§ Data supplied:
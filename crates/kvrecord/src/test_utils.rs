//! Shared model fixtures for tests.

use std::sync::Arc;

use crate::attributes::{AttributeKind, AttributeSpec};
use crate::model::Model;
use crate::store::{KvBackend, MemBackend};

/// `Widget { count: Integer = 0, name: String, active: Boolean }` on `backend`.
pub fn widgets_on(backend: Arc<dyn KvBackend>) -> Model {
    Model::builder("Widget")
        .attribute_spec(AttributeSpec::new("count", AttributeKind::Integer).default(0))
        .attribute("name", AttributeKind::String)
        .attribute("active", AttributeKind::Boolean)
        .build(backend)
        .expect("widget model declares no reserved names")
}

/// `Widget` on a fresh in-memory backend.
pub fn widgets() -> Model {
    widgets_on(Arc::new(MemBackend::new()))
}

/// Versioned `Widget` on a fresh in-memory backend.
pub fn versioned_widgets() -> Model {
    Model::builder("Widget")
        .attribute_spec(AttributeSpec::new("count", AttributeKind::Integer).default(0))
        .attribute("name", AttributeKind::String)
        .versioned()
        .build(Arc::new(MemBackend::new()))
        .expect("widget model declares no reserved names")
}

/// `Widget` with a read-only `sku`.
pub fn skus() -> Model {
    Model::builder("Widget")
        .attribute_spec(AttributeSpec::new("sku", AttributeKind::String).readonly())
        .attribute_spec(AttributeSpec::new("count", AttributeKind::Integer).default(0))
        .build(Arc::new(MemBackend::new()))
        .expect("widget model declares no reserved names")
}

§ Instructions to follow:
Copy all of the data above, character for character.

§ Exercise result:
filename crates/kvrecord/src/test_utils.rs
//! Shared model fixtures for tests.

use std::sync::Arc;

use crate::attributes::{AttributeKind, AttributeSpec};
use crate::model::Model;
use crate::store::{KvBackend, MemBackend};

/// `Widget { count: Integer = 0, name: String, active: Boolean }` on `backend`.
pub fn widgets_on(backend: Arc<dyn KvBackend>) -> Model {
    Model::builder("Widget")
        .attribute_spec(AttributeSpec::new("count", AttributeKind::Integer).default(0))
        .attribute("name", AttributeKind::String)
        .attribute("active", AttributeKind::Boolean)
        .build(backend)
        .expect("widget model declares no reserved names")
}

/// `Widget` on a fresh in-memory backend.
pub fn widgets() -> Model {
    widgets_on(Arc::new(MemBackend::new()))
}

/// Versioned `Widget` on a fresh in-memory backend.
pub fn versioned_widgets() -> Model {
    Model::builder("Widget")
        .attribute_spec(AttributeSpec::new("count", AttributeKind::Integer).default(0))
        .attribute("name", AttributeKind::String)
        .versioned()
        .build(Arc::new(MemBackend::new()))
        .expect("widget model declares no reserved names")
}

/// `Widget` with a read-only `sku`.
pub fn skus() -> Model {
    Model::builder("Widget")
        .attribute_spec(AttributeSpec::new("sku", AttributeKind::String).readonly())
        .attribute_spec(AttributeSpec::new("count", AttributeKind::Integer).default(0))
        .build(Arc::new(MemBackend::new()))
        .expect("widget model declares no reserved names")
}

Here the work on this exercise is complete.